Das Geschäft läuft (fast) von ganz alleine.

Auf die Frage, ob Martin Storr Akquise betreiben muss, um seinen Fuhrpark auszulasten, schmunzelt der Selfmade-Unternehmer. „Gerade in unserem Business bekommst du in der Regel langfristige Verträge zu stabilen Konditionen – sofern die Leistung stimmt und du ein Team hast, das bereit ist, hart und auch regelmäßig lange zu arbeiten.“ Lediglich eine Sorge plagt Martin Storr gelegentlich: „Selbst hier bei uns auf dem Land findest du kaum noch Fahrer, die für die Anforderungen unseres Jobs geeignet sind.“ Sechs festangestellte Fahrer gehören zum Lohnunternehmen Storr. Doch selbst bei stagnierender Auftragslage wäre durchaus Platz für zwei weitere Transport-Profis, verrät der Chef, als er gerade wieder in den Firmenhof einbiegt.

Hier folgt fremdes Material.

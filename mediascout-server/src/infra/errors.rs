use axum::{
    Json,
    http::StatusCode,
    response::{IntoResponse, Response},
};
use serde_json::json;
use std::fmt;

use mediascout_core::ScoutError;

use super::minidlna::MinidlnaError;

pub type AppResult<T> = Result<T, AppError>;

#[derive(Debug)]
pub struct AppError {
    pub status: StatusCode,
    pub message: String,
}

impl AppError {
    pub fn new(status: StatusCode, message: impl Into<String>) -> Self {
        Self {
            status,
            message: message.into(),
        }
    }

    pub fn internal(message: impl Into<String>) -> Self {
        Self::new(StatusCode::INTERNAL_SERVER_ERROR, message)
    }

    pub fn bad_request(message: impl Into<String>) -> Self {
        Self::new(StatusCode::BAD_REQUEST, message)
    }

    pub fn forbidden(message: impl Into<String>) -> Self {
        Self::new(StatusCode::FORBIDDEN, message)
    }

    pub fn not_found(message: impl Into<String>) -> Self {
        Self::new(StatusCode::NOT_FOUND, message)
    }

    pub fn bad_gateway(message: impl Into<String>) -> Self {
        Self::new(StatusCode::BAD_GATEWAY, message)
    }

    pub fn service_unavailable(message: impl Into<String>) -> Self {
        Self::new(StatusCode::SERVICE_UNAVAILABLE, message)
    }
}

impl fmt::Display for AppError {
    fn fmt(&self, f: &mut fmt::Formatter<'_>) -> fmt::Result {
        write!(f, "{}", self.message)
    }
}

impl std::error::Error for AppError {}

impl IntoResponse for AppError {
    fn into_response(self) -> Response {
        let body = Json(json!({
            "error": {
                "message": self.message,
                "status": self.status.as_u16(),
            }
        }));

        (self.status, body).into_response()
    }
}

impl From<ScoutError> for AppError {
    fn from(err: ScoutError) -> Self {
        let message = err.to_string();
        match err {
            ScoutError::NotFound(_) | ScoutError::MetadataNotFound(_) => {
                Self::not_found(message)
            }
            ScoutError::NotADirectory(_) => Self::bad_request(message),
            ScoutError::PermissionDenied(_) => Self::forbidden(message),
            ScoutError::InvalidApiKey
            | ScoutError::Api(_)
            | ScoutError::Parse(_)
            | ScoutError::Fetch(_) => Self::bad_gateway(message),
            ScoutError::RateLimited { .. }
            | ScoutError::ServiceUnavailable(_) => {
                Self::service_unavailable(message)
            }
            ScoutError::InvalidImage(_) => Self::bad_gateway(message),
            ScoutError::Io { .. }
            | ScoutError::Write { .. }
            | ScoutError::Internal(_) => {
                tracing::error!("request failed: {}", message);
                Self::internal(message)
            }
        }
    }
}

impl From<MinidlnaError> for AppError {
    fn from(err: MinidlnaError) -> Self {
        match err {
            MinidlnaError::NotConfigured => Self::not_found(err.to_string()),
            MinidlnaError::Webhook(_) => Self::bad_gateway(err.to_string()),
            MinidlnaError::Client(_) => Self::internal(err.to_string()),
        }
    }
}

impl From<anyhow::Error> for AppError {
    fn from(err: anyhow::Error) -> Self {
        Self::internal(err.to_string())
    }
}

Um die unzähligen Kubikmeter Hackschnitzel zu bewältigen, die Storr handelt, verheizt sowie transportiert, um die inzwischen zahlreichen Kunden in Bayern und Tirol zu beliefern, wird der Unimog auch in den Sommermonaten kaum zur Ruhe kommen. Denn für die warme Jahreszeit, in der Martin Storr zahlreiche Hackschnitzel-Depots für den nächsten Winter befüllt, braucht er den 530er als wendiges und schnelles Zugfahrzeug seines Schubboden-Aufliegers. Damit hat er ein Gespann zur Verfügung, das perfekt auf die Anforderungen der Hackschnitzel-Logistik zugeschnitten ist. Der neue Star im Fuhrpark wird nach bravourös bestandener Winterdienstprobe auch im kommenden Sommer zeigen können, was in ihm steckt.